- **Action item**: Using the listing below, set down exactly the lines starting at the line that contains "(pipeline + session" and ending at the line that contains "pub mod notice;", both included, and no others.

- **Supplied entries**:
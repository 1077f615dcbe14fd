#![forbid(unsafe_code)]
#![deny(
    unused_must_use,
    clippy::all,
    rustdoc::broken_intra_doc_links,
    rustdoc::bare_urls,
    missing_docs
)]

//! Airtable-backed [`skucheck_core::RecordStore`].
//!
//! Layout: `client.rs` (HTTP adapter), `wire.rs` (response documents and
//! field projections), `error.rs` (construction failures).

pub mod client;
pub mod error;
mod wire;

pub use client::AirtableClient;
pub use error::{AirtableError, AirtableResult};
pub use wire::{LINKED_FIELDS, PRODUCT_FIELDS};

...

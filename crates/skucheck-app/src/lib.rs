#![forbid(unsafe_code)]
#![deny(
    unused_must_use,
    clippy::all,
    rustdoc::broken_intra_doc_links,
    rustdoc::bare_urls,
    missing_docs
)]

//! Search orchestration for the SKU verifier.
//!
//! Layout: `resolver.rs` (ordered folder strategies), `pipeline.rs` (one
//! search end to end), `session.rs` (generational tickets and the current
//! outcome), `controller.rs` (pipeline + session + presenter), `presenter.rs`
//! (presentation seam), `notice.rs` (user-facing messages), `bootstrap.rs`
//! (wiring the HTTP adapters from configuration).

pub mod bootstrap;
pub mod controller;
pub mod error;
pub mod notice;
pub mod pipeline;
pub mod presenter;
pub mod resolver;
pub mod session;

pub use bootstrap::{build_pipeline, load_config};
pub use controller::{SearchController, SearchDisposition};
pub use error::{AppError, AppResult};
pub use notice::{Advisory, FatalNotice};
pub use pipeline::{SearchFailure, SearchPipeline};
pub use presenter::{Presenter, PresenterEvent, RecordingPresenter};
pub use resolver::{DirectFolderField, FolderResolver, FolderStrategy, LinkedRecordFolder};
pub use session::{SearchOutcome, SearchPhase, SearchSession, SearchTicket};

- **Exercise answer**:
//! outcome), `controller.rs` (pipeline + session + presenter), `presenter.rs`
//! (presentation seam), `notice.rs` (user-facing messages), `bootstrap.rs`
//! (wiring the HTTP adapters from configuration).

pub mod bootstrap;
pub mod controller;
pub mod error;
pub mod notice;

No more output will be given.